Source records
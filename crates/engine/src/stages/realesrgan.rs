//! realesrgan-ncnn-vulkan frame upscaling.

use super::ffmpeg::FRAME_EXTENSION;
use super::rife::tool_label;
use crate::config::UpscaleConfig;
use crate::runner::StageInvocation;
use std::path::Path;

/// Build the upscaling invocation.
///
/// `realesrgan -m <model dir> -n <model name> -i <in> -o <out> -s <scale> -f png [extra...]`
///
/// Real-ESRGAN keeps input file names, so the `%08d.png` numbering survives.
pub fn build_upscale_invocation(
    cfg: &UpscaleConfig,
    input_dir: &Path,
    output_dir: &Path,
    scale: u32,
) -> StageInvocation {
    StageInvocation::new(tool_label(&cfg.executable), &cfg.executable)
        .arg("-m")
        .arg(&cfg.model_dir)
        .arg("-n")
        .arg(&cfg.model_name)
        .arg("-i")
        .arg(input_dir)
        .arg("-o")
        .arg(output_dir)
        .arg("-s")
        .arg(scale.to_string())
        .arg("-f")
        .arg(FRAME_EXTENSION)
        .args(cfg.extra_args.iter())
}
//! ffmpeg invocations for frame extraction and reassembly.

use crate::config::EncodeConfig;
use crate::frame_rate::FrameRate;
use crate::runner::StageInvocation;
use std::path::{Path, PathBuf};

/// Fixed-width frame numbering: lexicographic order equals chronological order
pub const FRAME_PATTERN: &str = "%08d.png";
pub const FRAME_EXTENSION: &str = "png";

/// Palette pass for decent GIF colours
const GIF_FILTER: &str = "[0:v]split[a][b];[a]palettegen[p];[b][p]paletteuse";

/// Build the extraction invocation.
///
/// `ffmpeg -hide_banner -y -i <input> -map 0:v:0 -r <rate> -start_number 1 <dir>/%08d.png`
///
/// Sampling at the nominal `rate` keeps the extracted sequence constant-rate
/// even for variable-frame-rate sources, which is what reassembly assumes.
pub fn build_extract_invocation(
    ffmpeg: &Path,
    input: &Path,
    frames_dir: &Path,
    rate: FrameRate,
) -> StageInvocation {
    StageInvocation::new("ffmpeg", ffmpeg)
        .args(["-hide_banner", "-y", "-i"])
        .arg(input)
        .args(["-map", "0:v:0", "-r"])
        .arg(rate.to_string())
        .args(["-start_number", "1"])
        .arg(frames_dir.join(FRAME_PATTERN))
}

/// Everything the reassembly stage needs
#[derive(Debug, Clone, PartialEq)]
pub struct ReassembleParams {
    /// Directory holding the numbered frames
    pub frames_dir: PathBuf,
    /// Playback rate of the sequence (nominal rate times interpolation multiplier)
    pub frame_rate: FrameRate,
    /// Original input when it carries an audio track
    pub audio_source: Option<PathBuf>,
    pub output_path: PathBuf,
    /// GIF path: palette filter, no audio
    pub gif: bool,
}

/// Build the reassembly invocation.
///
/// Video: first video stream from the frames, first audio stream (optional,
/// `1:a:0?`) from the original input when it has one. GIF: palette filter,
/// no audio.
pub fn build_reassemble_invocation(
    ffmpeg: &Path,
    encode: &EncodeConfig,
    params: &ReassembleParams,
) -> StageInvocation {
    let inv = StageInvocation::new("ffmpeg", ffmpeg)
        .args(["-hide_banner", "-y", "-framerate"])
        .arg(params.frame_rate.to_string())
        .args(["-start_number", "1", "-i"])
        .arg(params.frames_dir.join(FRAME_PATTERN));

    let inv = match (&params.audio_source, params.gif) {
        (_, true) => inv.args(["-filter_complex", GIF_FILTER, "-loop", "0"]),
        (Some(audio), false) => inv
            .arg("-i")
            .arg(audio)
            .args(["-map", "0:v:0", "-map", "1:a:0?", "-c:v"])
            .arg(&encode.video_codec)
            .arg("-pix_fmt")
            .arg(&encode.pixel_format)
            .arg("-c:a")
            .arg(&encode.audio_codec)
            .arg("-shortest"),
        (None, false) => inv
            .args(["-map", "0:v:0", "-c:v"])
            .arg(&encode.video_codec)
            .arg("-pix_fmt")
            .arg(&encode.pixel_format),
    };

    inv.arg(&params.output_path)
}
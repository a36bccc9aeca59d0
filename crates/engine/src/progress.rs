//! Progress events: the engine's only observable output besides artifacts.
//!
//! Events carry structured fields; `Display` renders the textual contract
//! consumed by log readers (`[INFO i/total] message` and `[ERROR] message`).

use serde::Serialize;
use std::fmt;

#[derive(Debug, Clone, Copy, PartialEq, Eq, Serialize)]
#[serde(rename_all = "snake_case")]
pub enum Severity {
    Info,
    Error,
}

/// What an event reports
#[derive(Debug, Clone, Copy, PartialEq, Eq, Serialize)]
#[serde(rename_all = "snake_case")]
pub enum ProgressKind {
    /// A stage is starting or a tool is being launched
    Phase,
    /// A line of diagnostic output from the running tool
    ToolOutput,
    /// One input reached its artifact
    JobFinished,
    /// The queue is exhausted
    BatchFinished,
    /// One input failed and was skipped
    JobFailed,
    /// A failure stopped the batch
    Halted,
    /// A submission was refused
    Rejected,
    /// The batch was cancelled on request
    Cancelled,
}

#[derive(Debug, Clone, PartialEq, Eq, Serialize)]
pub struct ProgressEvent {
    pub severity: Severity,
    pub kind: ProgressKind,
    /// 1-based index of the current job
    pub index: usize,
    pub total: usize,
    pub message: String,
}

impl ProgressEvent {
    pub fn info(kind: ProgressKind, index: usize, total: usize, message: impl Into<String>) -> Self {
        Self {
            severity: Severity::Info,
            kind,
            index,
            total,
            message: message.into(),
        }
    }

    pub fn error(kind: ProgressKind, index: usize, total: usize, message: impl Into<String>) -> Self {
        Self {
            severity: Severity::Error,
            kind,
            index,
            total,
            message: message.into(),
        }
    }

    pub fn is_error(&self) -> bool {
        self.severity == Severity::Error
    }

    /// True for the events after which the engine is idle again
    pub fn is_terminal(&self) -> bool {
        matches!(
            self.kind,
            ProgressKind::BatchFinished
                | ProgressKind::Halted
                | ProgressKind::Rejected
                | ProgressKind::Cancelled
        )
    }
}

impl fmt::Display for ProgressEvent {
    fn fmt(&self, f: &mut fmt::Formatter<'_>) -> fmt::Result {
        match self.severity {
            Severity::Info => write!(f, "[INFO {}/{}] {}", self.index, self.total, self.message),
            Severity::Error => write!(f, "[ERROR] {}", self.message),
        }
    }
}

Work request
Could you retype the whole listing above without altering a word?

Answer for the task
filename crates/engine/src/stages/realesrgan.rs
//! realesrgan-ncnn-vulkan frame upscaling.

use super::ffmpeg::FRAME_EXTENSION;
use super::rife::tool_label;
use crate::config::UpscaleConfig;
use crate::runner::StageInvocation;
use std::path::Path;

/// Build the upscaling invocation.
///
/// `realesrgan -m <model dir> -n <model name> -i <in> -o <out> -s <scale> -f png [extra...]`
///
/// Real-ESRGAN keeps input file names, so the `%08d.png` numbering survives.
pub fn build_upscale_invocation(
    cfg: &UpscaleConfig,
    input_dir: &Path,
    output_dir: &Path,
    scale: u32,
) -> StageInvocation {
    StageInvocation::new(tool_label(&cfg.executable), &cfg.executable)
        .arg("-m")
        .arg(&cfg.model_dir)
        .arg("-n")
        .arg(&cfg.model_name)
        .arg("-i")
        .arg(input_dir)
        .arg("-o")
        .arg(output_dir)
        .arg("-s")
        .arg(scale.to_string())
        .arg("-f")
        .arg(FRAME_EXTENSION)
        .args(cfg.extra_args.iter())
}
//! ffmpeg invocations for frame extraction and reassembly.

use crate::config::EncodeConfig;
use crate::frame_rate::FrameRate;
use crate::runner::StageInvocation;
use std::path::{Path, PathBuf};

/// Fixed-width frame numbering: lexicographic order equals chronological order
pub const FRAME_PATTERN: &str = "%08d.png";
pub const FRAME_EXTENSION: &str = "png";

/// Palette pass for decent GIF colours
const GIF_FILTER: &str = "[0:v]split[a][b];[a]palettegen[p];[b][p]paletteuse";

/// Build the extraction invocation.
///
/// `ffmpeg -hide_banner -y -i <input> -map 0:v:0 -r <rate> -start_number 1 <dir>/%08d.png`
///
/// Sampling at the nominal `rate` keeps the extracted sequence constant-rate
/// even for variable-frame-rate sources, which is what reassembly assumes.
pub fn build_extract_invocation(
    ffmpeg: &Path,
    input: &Path,
    frames_dir: &Path,
    rate: FrameRate,
) -> StageInvocation {
    StageInvocation::new("ffmpeg", ffmpeg)
        .args(["-hide_banner", "-y", "-i"])
        .arg(input)
        .args(["-map", "0:v:0", "-r"])
        .arg(rate.to_string())
        .args(["-start_number", "1"])
        .arg(frames_dir.join(FRAME_PATTERN))
}

/// Everything the reassembly stage needs
#[derive(Debug, Clone, PartialEq)]
pub struct ReassembleParams {
    /// Directory holding the numbered frames
    pub frames_dir: PathBuf,
    /// Playback rate of the sequence (nominal rate times interpolation multiplier)
    pub frame_rate: FrameRate,
    /// Original input when it carries an audio track
    pub audio_source: Option<PathBuf>,
    pub output_path: PathBuf,
    /// GIF path: palette filter, no audio
    pub gif: bool,
}

/// Build the reassembly invocation.
///
/// Video: first video stream from the frames, first audio stream (optional,
/// `1:a:0?`) from the original input when it has one. GIF: palette filter,
/// no audio.
pub fn build_reassemble_invocation(
    ffmpeg: &Path,
    encode: &EncodeConfig,
    params: &ReassembleParams,
) -> StageInvocation {
    let inv = StageInvocation::new("ffmpeg", ffmpeg)
        .args(["-hide_banner", "-y", "-framerate"])
        .arg(params.frame_rate.to_string())
        .args(["-start_number", "1", "-i"])
        .arg(params.frames_dir.join(FRAME_PATTERN));

    let inv = match (&params.audio_source, params.gif) {
        (_, true) => inv.args(["-filter_complex", GIF_FILTER, "-loop", "0"]),
        (Some(audio), false) => inv
            .arg("-i")
            .arg(audio)
            .args(["-map", "0:v:0", "-map", "1:a:0?", "-c:v"])
            .arg(&encode.video_codec)
            .arg("-pix_fmt")
            .arg(&encode.pixel_format)
            .arg("-c:a")
            .arg(&encode.audio_codec)
            .arg("-shortest"),
        (None, false) => inv
            .args(["-map", "0:v:0", "-c:v"])
            .arg(&encode.video_codec)
            .arg("-pix_fmt")
            .arg(&encode.pixel_format),
    };

    inv.arg(&params.output_path)
}
repository a36bccc9aeca59d0
filename crates/engine/src/progress.rs
//! Progress events: the engine's only observable output besides artifacts.
//!
//! Events carry structured fields; `Display` renders the textual contract
//! consumed by log readers (`[INFO i/total] message` and `[ERROR] message`).

use serde::Serialize;
use std::fmt;

#[derive(Debug, Clone, Copy, PartialEq, Eq, Serialize)]
#[serde(rename_all = "snake_case")]
pub enum Severity {
    Info,
    Error,
}

/// What an event reports
#[derive(Debug, Clone, Copy, PartialEq, Eq, Serialize)]
#[serde(rename_all = "snake_case")]
pub enum ProgressKind {
    /// A stage is starting or a tool is being launched
    Phase,
    /// A line of diagnostic output from the running tool
    ToolOutput,
    /// One input reached its artifact
    JobFinished,
    /// The queue is exhausted
    BatchFinished,
    /// One input failed and was skipped
    JobFailed,
    /// A failure stopped the batch
    Halted,
    /// A submission was refused
    Rejected,
    /// The batch was cancelled on request
    Cancelled,
}

#[derive(Debug, Clone, PartialEq, Eq, Serialize)]
pub struct ProgressEvent {
    pub severity: Severity,
    pub kind: ProgressKind,
    /// 1-based index of the current job
    pub index: usize,
    pub total: usize,
    pub message: String,
}

impl ProgressEvent {
    pub fn info(kind: ProgressKind, index: usize, total: usize, message: impl Into<String>) -> Self {
        Self {
            severity: Severity::Info,
            kind,
            index,
            total,
            message: message.into(),
        }
    }

    pub fn error(kind: ProgressKind, index: usize, total: usize, message: impl Into<String>) -> Self {
        Self {
            severity: Severity::Error,
            kind,
            index,
            total,
            message: message.into(),
        }
    }

    pub fn is_error(&self) -> bool {
        self.severity == Severity::Error
    }

    /// True for the events after which the engine is idle again
    pub fn is_terminal(&self) -> bool {
        matches!(
            self.kind,
            ProgressKind::BatchFinished
                | ProgressKind::Halted
                | ProgressKind::Rejected
                | ProgressKind::Cancelled
        )
    }
}

impl fmt::Display for ProgressEvent {
    fn fmt(&self, f: &mut fmt::Formatter<'_>) -> fmt::Result {
        match self.severity {
            Severity::Info => write!(f, "[INFO {}/{}] {}", self.index, self.total, self.message),
            Severity::Error => write!(f, "[ERROR] {}", self.message),
        }
    }
}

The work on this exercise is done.